Lady Deborah (Dunch) Moody was a dame not to tangle with. Founded a colony and in 1655 she won the right to vote in her own town meeting Gravesend, Long Island. See A History of the Town of Gravesend, N.Y. By Austin Parsons Stockwell, Wm. H. Stillwell
She was the widow of Sir Henry Moody, of Garesden, Wiltshire, who was one of the baronets created by James in 1622. Her parents were Walter Dirndl, a member of Parliament in Elizabeth's time. Family politics were liberal and she obviously was influenced by this. Her mother was Deborah Mervyn (Pilkington) daughter of James Pilkington, Bishop of Durham and Alice Pilkington.
Thus, "in close sympathy with those who battled for constitutional and natural rights." Her desire to flee England was for religious freedom and her ideas were like Ann Hutchinson-Anabaptist. 
See Barbara Wells Sarudy The Dangerous Lady Deborah Moody - Only Women to Found a Colony When she arrived she settled in Lynn and in 1640 the General Court of Massachusetts granted her 400 acres of land, to be selected by her, for a plantation. In 1641 she purchased the large farm of John Humphries, at a place then and now known as Swampscott, near Lynn.  She was admitted of Salem church, April 5,1640. In 1043, she fell under censure for denying infant baptism, and removed to Long Island, where she resided for many years, enjoying in large measure the favor of Governor Stuyvesant. See Winthrop's History of New England, II. 123, 124; Felt's Annals of Salem, II. 67T; Savage's Genealogical Dictionary.
John Winthrop on Lady Deborah Moody: "The Lady Moody, a wise and anciently religious woman, being taken with error of denying baptism to infants, was dealt withal by many of the elders and others, and admonished by the Church of Salem (where she was a member), but persisting still, and to avoid further trouble, etc., she removed to the Dutch against the advice of her friends. Many others, infected with Anabaptism, removed thither also. She was after excommunicated. With the exception of her troubling the church with her religious opinions, she appears to have been a lady of great worth."

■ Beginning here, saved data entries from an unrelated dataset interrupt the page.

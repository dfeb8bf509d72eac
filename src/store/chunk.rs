use std::collections::BTreeMap;

use serde::{Deserialize, Serialize};

/// Per-solvent shift statistics, all in ppm.
#[derive(Debug, Clone, PartialEq, Serialize, Deserialize)]
pub struct SolventStats {
    pub min: f64,
    pub max: f64,
    pub avg: f64,
    pub cnt: u32,
}

/// One shift-store record: everything known about a single HOSE key.
///
/// The on-disk form keeps the metadata under the short keys `n` and `s`; any
/// other key in the JSON object is a solvent name. A `BTreeMap` keeps
/// iteration deterministic.
#[derive(Debug, Clone, PartialEq, Serialize, Deserialize)]
pub struct ShiftEntry {
    /// Nucleus element letter(s), e.g. `C` or `H`.
    #[serde(rename = "n")]
    pub nucleus: String,
    /// Reference SMILES this environment was derived from.
    #[serde(rename = "s")]
    pub smiles: String,
    /// Solvent name → statistics.
    #[serde(flatten)]
    pub solvents: BTreeMap<String, SolventStats>,
}

impl ShiftEntry {
    /// Count-weighted average over all solvents, rounded to one decimal.
    /// Zero total count yields 0.0 rather than a division error.
    pub fn weighted_avg(&self) -> f64 {
        let total: u64 = self.solvents.values().map(|s| s.cnt as u64).sum();
        if total == 0 {
            return 0.0;
        }
        let sum: f64 = self
            .solvents
            .values()
            .map(|s| s.avg * s.cnt as f64)
            .sum();
        round10(sum / total as f64)
    }

    /// The per-solvent breakdown, excluding the nucleus/SMILES metadata.
    pub fn solvents(&self) -> &BTreeMap<String, SolventStats> {
        &self.solvents
    }
}

/// One loaded chunk: HOSE key → entry.
pub type Chunk = BTreeMap<String, ShiftEntry>;

fn round10(x: f64) -> f64 {
    (x * 10.0).round() / 10.0
}

#[cfg(test)]
mod tests {
    use super::*;

    fn entry(solvents: &[(&str, f64, u32)]) -> ShiftEntry {
        ShiftEntry {
            nucleus: "C".to_string(),
            smiles: "CC".to_string(),
            solvents: solvents
                .iter()
                .map(|&(name, avg, cnt)| {
                    (
                        name.to_string(),
                        SolventStats {
                            min: avg,
                            max: avg,
                            avg,
                            cnt,
                        },
                    )
                })
                .collect(),
        }
    }

    #[test]
    fn weighted_avg_reference() {
        // (10·3 + 20·7) / 10 = 17.0
        let e = entry(&[("A", 10.0, 3), ("B", 20.0, 7)]);
        assert_eq!(e.weighted_avg(), 17.0);
    }

    #[test]
    fn weighted_avg_rounds_to_tenth() {
        // (10·1 + 20·2) / 3 = 16.666… → 16.7
        let e = entry(&[("A", 10.0, 1), ("B", 20.0, 2)]);
        assert_eq!(e.weighted_avg(), 16.7);
    }

    #[test]
    fn weighted_avg_zero_counts() {
        let e = entry(&[("A", 10.0, 0)]);
        assert_eq!(e.weighted_avg(), 0.0);
    }

    #[test]
    fn json_round_trip_with_flattened_solvents() {
        let json = r#"{"n":"C","s":"CC","CDCl3":{"min":5.0,"max":7.0,"avg":6.2,"cnt":4}}"#;
        let e: ShiftEntry = serde_json::from_str(json).unwrap();
        assert_eq!(e.nucleus, "C");
        assert_eq!(e.smiles, "CC");
        assert_eq!(e.solvents.len(), 1);
        assert_eq!(e.solvents["CDCl3"].cnt, 4);

        let back = serde_json::to_string(&e).unwrap();
        let e2: ShiftEntry = serde_json::from_str(&back).unwrap();
        assert_eq!(e, e2);
    }

    #[test]
    fn chunk_parses_as_key_map() {
        let json = r#"{
            "HHHC(HHC/HHH/)": {"n":"C","s":"CCC","Unreported":{"min":15.0,"max":16.0,"avg":15.6,"cnt":2}},
            "HHCC(HHH,HHH//)": {"n":"C","s":"CCC","Unreported":{"min":15.9,"max":16.3,"avg":16.1,"cnt":3}}
        }"#;
        let chunk: Chunk = serde_json::from_str(json).unwrap();
        assert_eq!(chunk.len(), 2);
        assert!(chunk.contains_key("HHHC(HHC/HHH/)"));
    }
}
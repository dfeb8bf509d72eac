use std::cell::OnceCell;

use petgraph::graph::{EdgeIndex, NodeIndex};

use crate::bond::BondOrder;
use crate::element::Element;
use crate::mol::Mol;
use crate::symmetry::{perceive_symmetry, SymmetryTables};

/// Capability surface over a molecule for the canonical labeler and the
/// HOSE generator.
///
/// Borrows the molecule read-only and never mutates graph state; the derived
/// symmetry tables are computed lazily, once, on first use.
pub struct MolView<'a> {
    mol: &'a Mol,
    tables: OnceCell<SymmetryTables>,
}

impl<'a> MolView<'a> {
    pub fn new(mol: &'a Mol) -> Self {
        Self {
            mol,
            tables: OnceCell::new(),
        }
    }

    pub fn mol(&self) -> &Mol {
        self.mol
    }

    pub fn atom_count(&self) -> usize {
        self.mol.atom_count()
    }

    pub fn neighbors(&self, i: usize) -> impl Iterator<Item = (usize, EdgeIndex)> + '_ {
        self.mol
            .neighbors_with_bonds(NodeIndex::new(i))
            .map(|(n, e)| (n.index(), e))
    }

    pub fn bond_order(&self, b: EdgeIndex) -> BondOrder {
        self.mol.bond(b).order
    }

    pub fn is_aromatic_bond(&self, b: EdgeIndex) -> bool {
        self.mol.bond(b).is_aromatic
    }

    pub fn element(&self, i: usize) -> Element {
        self.mol.atom(NodeIndex::new(i)).element
    }

    pub fn charge(&self, i: usize) -> i8 {
        self.mol.atom(NodeIndex::new(i)).formal_charge
    }

    pub fn implicit_h(&self, i: usize) -> u8 {
        self.mol.atom(NodeIndex::new(i)).hydrogen_count
    }

    pub fn heavy_degree(&self, i: usize) -> usize {
        self.mol.degree(NodeIndex::new(i))
    }

    /// Idempotent: triggers symmetry perception on first call.
    pub fn ensure_derived_tables(&self) {
        self.tables.get_or_init(|| perceive_symmetry(self.mol));
    }

    /// Topological equivalence class (lower = higher priority). Equal values
    /// mean the two atoms are interchangeable under a graph automorphism.
    pub fn symmetry_rank(&self, i: usize) -> u64 {
        self.ensure_derived_tables();
        self.tables
            .get()
            .map(|t| t.classes[i])
            .unwrap_or_default()
    }

    /// Fully tie-broken canonical label, used to order sphere expansion.
    pub fn canonical_label(&self, i: usize) -> u64 {
        self.ensure_derived_tables();
        self.tables
            .get()
            .map(|t| t.labels[i])
            .unwrap_or_default()
    }
}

Letter from The Winthrop Papers
To y worshipfidl  my much honored frend Mr John Wintrop at his howse at Pequid giue this. [1649] Worthi Sur, — My respectiue loue to you remem[bered,] acknowliging my selfe for youre many kindness[es] & respecte to me much obliged to you. I haue writen diuers times to you, but I dout you haue not receued it; at present, being in hast, I can not inlarg my selfe, only my request is y* you will be pleased, either by this bote, if in your wisdom you see not a conuenienter opertunitie, to send to me those things y' Mf Throgmortone brought for me, & I vnderstand are with you, for I am in great need of ym, together with Marke Lucars chest & other things. So with my respectiue loue to you & youre wife, with M? Lacke, remembred, hoping you & they, with youre children, are in helth, I rest, comitting you to ye protection of y° Allmighti. Pray remember my nesesiti in this thing. Deborah Moody. Indorsed, "Lady Moody."
Depiction of New Amsterdam, the colonial settlement founded by Lady Deborah Moody that eventually become New York.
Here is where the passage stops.